When we last spoke, a group of approximately 100 men had spent their first night in Seminole territory. They were journeying from Fort Brooke to Fort King to aid a group of settlers who were concerned for their safety due to tensions between settlers and Seminole Indians. To assist them on their journey, an interpreter named Louie Pacheco had joined their party.

Read Part One Here.

It was Captain George Washington Gardiner, the predecessor of Major Francis Langhorne Dade, who assisted Pacheco in catching up to the group. Despite being the commanding officer, Gardiner respectfully deferred to Dade's leadership out of gratitude. Dade had facilitated the opportunity for Gardiner to send his sick wife on a ship to Key West for medical care, according to historian Frank Laumer in his 1976 presentation to the Manatee County Historical Society.

On the second day, they made significant progress, covering a total distance of 15 miles. That evening, they camped near the entrance of what is now known as Hillsborough State Park. Once again, they were hounded by Native Americans during the night, This strategy of continuous harassment likely aimed to prevent them from getting sufficient rest, hindering their ability to effectively defend themselves when battle was at hand.  
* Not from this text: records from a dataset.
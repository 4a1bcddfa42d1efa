#![allow(dead_code)]

//! Shared test host: records collaborator calls as readable strings, serves
//! script resources and the save bank out of in-memory maps, and advances
//! its clock by a configurable cost per poll so time-based logic can be
//! driven deterministically.

use std::cell::Cell;
use std::collections::HashMap;

use anyhow::Result;
use karst_script::{Animator, GameVars, Host, Mixer, Palette, Screen, Walkmap};

#[derive(Default)]
pub struct RecHost {
    pub calls: Vec<String>,
    pub scripts: HashMap<u16, Vec<u8>>,
    pub saves: HashMap<u8, Vec<u8>>,
    pub movie: bool,
    pub quit: bool,
    pub frame_steps: u32,
    /// Ask the driver to stop after this many frame services.
    pub quit_after_frames: Option<u32>,
    /// Milliseconds the simulated clock advances per `ticks_ms` poll.
    pub tick_cost_ms: u64,
    now: Cell<u64>,
}

impl RecHost {
    pub fn new() -> Self {
        Self::default()
    }

    pub fn with_script(res: u16, bytes: Vec<u8>) -> Self {
        let mut host = Self::new();
        host.scripts.insert(res, bytes);
        host
    }

    fn note(&mut self, s: String) {
        self.calls.push(s);
    }
}

impl Screen for RecHost {
    fn backdrop_draw(&mut self, res: u16) {
        self.note(format!("backdrop {res}"));
    }
    fn sprite_draw(&mut self, id: u8, res: u16, frame: u8, x: i16, y: i16) {
        self.note(format!("sprite {id} res={res} frame={frame} at {x},{y}"));
    }
    fn sprite_move(&mut self, id: u8, x: i16, y: i16) {
        self.note(format!("sprite {id} move {x},{y}"));
    }
    fn sprite_z(&mut self, id: u8, z: u8) {
        self.note(format!("sprite {id} z={z}"));
    }
    fn sprite_hide(&mut self, id: u8) {
        self.note(format!("sprite {id} hide"));
    }
    fn sprite_flip(&mut self, id: u8, flags: u8) {
        self.note(format!("sprite {id} flip={flags}"));
    }
    fn rect_fill(&mut self, x: i16, y: i16, w: i16, h: i16, color: u8) {
        self.note(format!("fill {x},{y} {w}x{h} color={color}"));
    }
    fn rect_copy(&mut self, sx: i16, sy: i16, w: i16, h: i16, dx: i16, dy: i16) {
        self.note(format!("copy {sx},{sy} {w}x{h} to {dx},{dy}"));
    }
    fn clip_set(&mut self, x: i16, y: i16, w: i16, h: i16) {
        self.note(format!("clip {x},{y} {w}x{h}"));
    }
    fn clip_clear(&mut self) {
        self.note("clip clear".into());
    }
    fn text_draw(&mut self, x: i16, y: i16, text: &[u8]) {
        self.note(format!(
            "text {x},{y} {:?}",
            String::from_utf8_lossy(text)
        ));
    }
    fn cursor_show(&mut self, visible: bool) {
        self.note(format!("cursor show={visible}"));
    }
    fn cursor_shape(&mut self, res: u16, frame: u8) {
        self.note(format!("cursor res={res} frame={frame}"));
    }
    fn shake(&mut self, amount: u8) {
        self.note(format!("shake {amount}"));
    }
    fn scroll(&mut self, dx: i16, dy: i16) {
        self.note(format!("scroll {dx},{dy}"));
    }
}

impl Palette for RecHost {
    fn load(&mut self, res: u16) {
        self.note(format!("pal load {res}"));
    }
    fn fade_in(&mut self, ticks: u16) {
        self.note(format!("pal fade-in {ticks}"));
    }
    fn fade_out(&mut self, ticks: u16) {
        self.note(format!("pal fade-out {ticks}"));
    }
    fn set_block(&mut self, first: u8, count: u8, rgb: &[u8]) {
        self.note(format!("pal set {first}+{count} {rgb:?}"));
    }
    fn blend(&mut self, level: u8) {
        self.note(format!("pal blend {level}"));
    }
    fn cycle(&mut self, first: u8, last: u8, ticks: u16) {
        self.note(format!("pal cycle {first}..{last} every {ticks}"));
    }
}

impl Mixer for RecHost {
    fn sfx_play(&mut self, res: u16, channel: u8, volume: u8) {
        self.note(format!("sfx {res} ch={channel} vol={volume}"));
    }
    fn sfx_stop(&mut self, channel: u8) {
        self.note(format!("sfx stop ch={channel}"));
    }
    fn sfx_loop(&mut self, res: u16, channel: u8, volume: u8) {
        self.note(format!("sfx loop {res} ch={channel} vol={volume}"));
    }
    fn music_play(&mut self, res: u16) {
        self.note(format!("music {res}"));
    }
    fn music_stop(&mut self) {
        self.note("music stop".into());
    }
    fn music_volume(&mut self, volume: u8) {
        self.note(format!("music vol={volume}"));
    }
    fn flush(&mut self) {
        self.note("mixer flush".into());
    }
    fn sfx_playing(&self, channel: u8) -> bool {
        channel == 1
    }
}

impl Walkmap for RecHost {
    fn load(&mut self, res: u16) {
        self.note(format!("walkmap {res}"));
    }
    fn walk_to(&mut self, actor: u8, x: i16, y: i16) -> u8 {
        self.note(format!("walk {actor} to {x},{y}"));
        if x < 0 {
            1
        } else {
            0
        }
    }
    fn walk_stop(&mut self, actor: u8) {
        self.note(format!("walk stop {actor}"));
    }
    fn walkable(&self, x: i16, _y: i16) -> bool {
        x >= 0
    }
    fn segment_at(&self, x: i16, _y: i16) -> i16 {
        if x >= 0 {
            x / 100
        } else {
            -1
        }
    }
    fn segment_enable(&mut self, segment: u8, enabled: bool) {
        self.note(format!("segment {segment} enabled={enabled}"));
    }
}

impl Animator for RecHost {
    fn start(&mut self, actor: u8, res: u16, loops: u8) {
        self.note(format!("anim {actor} res={res} loops={loops}"));
    }
    fn stop(&mut self, actor: u8) {
        self.note(format!("anim stop {actor}"));
    }
    fn phase(&self, actor: u8) -> i16 {
        actor as i16 * 10
    }
    fn running(&self, actor: u8) -> bool {
        actor == 2
    }
    fn face(&mut self, actor: u8, dir: u8) {
        self.note(format!("face {actor} dir={dir}"));
    }
    fn place(&mut self, actor: u8, x: i16, y: i16) {
        self.note(format!("place {actor} at {x},{y}"));
    }
}

impl Host for RecHost {
    fn screen(&mut self) -> &mut dyn Screen {
        self
    }
    fn palette(&mut self) -> &mut dyn Palette {
        self
    }
    fn mixer(&mut self) -> &mut dyn Mixer {
        self
    }
    fn walkmap(&mut self) -> &mut dyn Walkmap {
        self
    }
    fn animator(&mut self) -> &mut dyn Animator {
        self
    }

    fn script_bytes(&mut self, res: u16) -> Result<Vec<u8>> {
        self.scripts
            .get(&res)
            .cloned()
            .ok_or_else(|| anyhow::anyhow!("no script resource {res}"))
    }

    fn save_write(&mut self, slot: u8, bytes: &[u8]) -> Result<()> {
        self.saves.insert(slot, bytes.to_vec());
        Ok(())
    }

    fn save_read(&mut self, slot: u8) -> Result<Vec<u8>> {
        self.saves
            .get(&slot)
            .cloned()
            .ok_or_else(|| anyhow::anyhow!("save slot {slot} is empty"))
    }

    fn movie_start(&mut self, res: u16) {
        self.note(format!("movie {res}"));
        self.movie = true;
    }

    fn movie_stop(&mut self) {
        self.note("movie stop".into());
        self.movie = false;
    }

    fn movie_active(&self) -> bool {
        self.movie
    }

    fn quit_requested(&self) -> bool {
        self.quit
    }

    fn ticks_ms(&self) -> u64 {
        let t = self.now.get() + self.tick_cost_ms;
        self.now.set(t);
        t
    }

    fn frame_step(&mut self, vars: &mut GameVars) -> Result<()> {
        self.frame_steps += 1;
        vars.frame_tick();
        vars.movie_flag = self.movie as u8;
        if let Some(limit) = self.quit_after_frames {
            if self.frame_steps >= limit {
                self.quit = true;
            }
        }
        Ok(())
    }
}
The fourth day, they pressed on to the Withlacoochee River, crossed it, and approached the area that is now the intersection of highways 301 and 50, where they camped for the night. Meanwhile, back at Fort Brooke, the outlook for the troop's success was growing increasingly bleak. They had been anticipating reinforcements from two additional companies, which would have doubled their number and potentially changed the course of the battle. However, the following day brought disappointing news for Major Dade as he received a letter indicating that the reinforcements had been delayed. The letter expressed hope of sending horses, Native Americans, and ammunition, but inadvertently sealed the fate of Dade’s men within the envelope.

As morning broke on December 28, the troop was stretched out in a long column, spanning about half a mile. This was the sixth day of their journey, and the part was located just south of present-day Bushnell, a small town once named “Massacre” after the bloody scene that would ensue.
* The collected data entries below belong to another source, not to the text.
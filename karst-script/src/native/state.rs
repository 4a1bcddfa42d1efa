//! Natives 0 and 42–59: frame service, game variables, slot loads, the
//! save bank, RNG, movie control and diagnostics.

use anyhow::{Context, Result};

use crate::host::Host;
use crate::machine::Machine;
use crate::savestate;
use crate::vars::GameVar;

/// Native 0. Immediate frame service; also tells the driver its yield
/// deadline was just satisfied.
pub(crate) fn update<H: Host>(m: &mut Machine<H>, host: &mut H) -> Result<()> {
    host.frame_step(&mut m.vars)?;
    m.note_frame_service();
    Ok(())
}

pub(crate) fn game_var_read<H: Host>(m: &mut Machine<H>, _host: &mut H) -> Result<()> {
    let var = m.byte_arg(4)?;
    let v = m.vars.read(var);
    m.set_acc(v);
    Ok(())
}

pub(crate) fn game_var_write<H: Host>(m: &mut Machine<H>, _host: &mut H) -> Result<()> {
    let var = m.byte_arg(4)?;
    let val = m.word_arg(5)?;
    if var == GameVar::RandomSeed as u8 {
        m.reseed(val as u16 as u64);
    }
    m.vars.write(var, val);
    Ok(())
}

/// Fetch a script resource into a slot. Reloading the slot that is
/// executing is allowed; the cursor is an offset, so it simply carries
/// over onto the new bytes.
pub(crate) fn script_load<H: Host>(m: &mut Machine<H>, host: &mut H) -> Result<()> {
    let slot = m.byte_arg(4)? as u16;
    let res = m.word_arg(5)? as u16;
    let bytes = host
        .script_bytes(res)
        .with_context(|| format!("loading script resource {res}"))?;
    m.slots_mut().load(slot, res, bytes)?;
    Ok(())
}

pub(crate) fn stack_save<H: Host>(m: &mut Machine<H>, _host: &mut H) -> Result<()> {
    m.save_aux_sp();
    Ok(())
}

pub(crate) fn stack_restore<H: Host>(m: &mut Machine<H>, _host: &mut H) -> Result<()> {
    m.restore_aux_sp();
    Ok(())
}

pub(crate) fn random<H: Host>(m: &mut Machine<H>, _host: &mut H) -> Result<()> {
    let limit = m.word_arg(4)?;
    let v = m.random(limit);
    m.set_acc(v);
    Ok(())
}

/// Arm `ScriptDelay`; scripts spin on it while the frame service counts
/// it back down.
pub(crate) fn pause<H: Host>(m: &mut Machine<H>, _host: &mut H) -> Result<()> {
    m.vars.script_delay = m.word_arg(4)?;
    Ok(())
}

pub(crate) fn input_flush<H: Host>(m: &mut Machine<H>, _host: &mut H) -> Result<()> {
    m.vars.mouse_button = 0;
    m.vars.key_code = 0;
    Ok(())
}

/// Snapshot through the host save bank. The recorded cursor is the offset
/// of the instruction after this call, so a restore resumes past it.
pub(crate) fn game_save<H: Host>(m: &mut Machine<H>, host: &mut H) -> Result<()> {
    let slot = m.byte_arg(4)?;
    let len = m.byte_arg(1)?;
    let resume = m.instr_offset().wrapping_add(2 + len as u16);
    let bytes = savestate::snapshot_at(m, resume);
    host.save_write(slot, &bytes)
        .with_context(|| format!("writing save slot {slot}"))?;
    log::info!("game state saved to slot {slot} ({} bytes)", bytes.len());
    Ok(())
}

/// Only latches the request. The driver applies the snapshot between
/// instructions; swapping the whole machine state out from under a
/// half-executed instruction is not survivable.
pub(crate) fn game_load<H: Host>(m: &mut Machine<H>, _host: &mut H) -> Result<()> {
    let slot = m.byte_arg(4)?;
    m.request_restore(slot);
    Ok(())
}

pub(crate) fn game_quit<H: Host>(m: &mut Machine<H>, _host: &mut H) -> Result<()> {
    log::info!("script requested quit");
    m.halt();
    Ok(())
}

pub(crate) fn movie_start<H: Host>(m: &mut Machine<H>, host: &mut H) -> Result<()> {
    let res = m.word_arg(4)? as u16;
    host.movie_start(res);
    m.vars.movie_flag = 1;
    Ok(())
}

pub(crate) fn movie_stop<H: Host>(m: &mut Machine<H>, host: &mut H) -> Result<()> {
    host.movie_stop();
    m.vars.movie_flag = 0;
    Ok(())
}

pub(crate) fn movie_playing<H: Host>(m: &mut Machine<H>, host: &mut H) -> Result<()> {
    m.set_acc(host.movie_active() as i16);
    Ok(())
}

pub(crate) fn hero_light<H: Host>(m: &mut Machine<H>, _host: &mut H) -> Result<()> {
    let flag = m.byte_arg(4)?;
    log::warn!("HeroLight({flag}) is not implemented");
    Ok(())
}

pub(crate) fn room_effect<H: Host>(m: &mut Machine<H>, _host: &mut H) -> Result<()> {
    let res = m.word_arg(4)?;
    log::warn!("RoomEffect({res}) is not implemented");
    Ok(())
}

pub(crate) fn debug_dump<H: Host>(m: &mut Machine<H>, _host: &mut H) -> Result<()> {
    let what = m.byte_arg(4)?;
    log::info!("dump[{what}] {}", m.debug_line());
    Ok(())
}

pub(crate) fn nop<H: Host>(_m: &mut Machine<H>, _host: &mut H) -> Result<()> {
    Ok(())
}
Laumer describes the soldier formation of a double column of men on foot with mounted officers on horseback and advance guard positioned ahead of the main command.

“They had crossed through the rivers and through the bogs, through the heavily wooded land where the Indians could, they anticipate, have surprised them and made a good showing. But now they were in high land, and only two days from Fort King,” Laumer said.

It was drizzling rain, and with the threat of attack decreasing, Major Dade thought it a good opportunity for a pep talk. He rode ahead of the advanced guard and said a few encouraging words.

“Have a good heart. In a few days, we'll be in Fort King, and you shall have three days off and keep Christmas gaily,” were his final words.

A single rifle shot rang out through the gloom, echoing across the plateau and Dade slumped forward, his beard touching the horse, before his lifeless body fell to the side. He’d been shot through the heart and was dead before he reached the ground. The following paragraphs are scenes described in Laumer’s book, “Massacre.

The moments that followed were likely flashes of terror, as 180 Seminole Indians emerged from the sawgrass, overtaking the weary soldiers with ease. Their concealed position allowed them to encircle the U.S. troops without detection, enabling them to pick off their targets from a distance as the soldiers scrambled to ready their rifles. In stark contrast, the natives seamlessly vanished back into the sawgrass after each attack, reappearing with loaded rifles to continue their assault. This relentless cycle of ambush went on for hours.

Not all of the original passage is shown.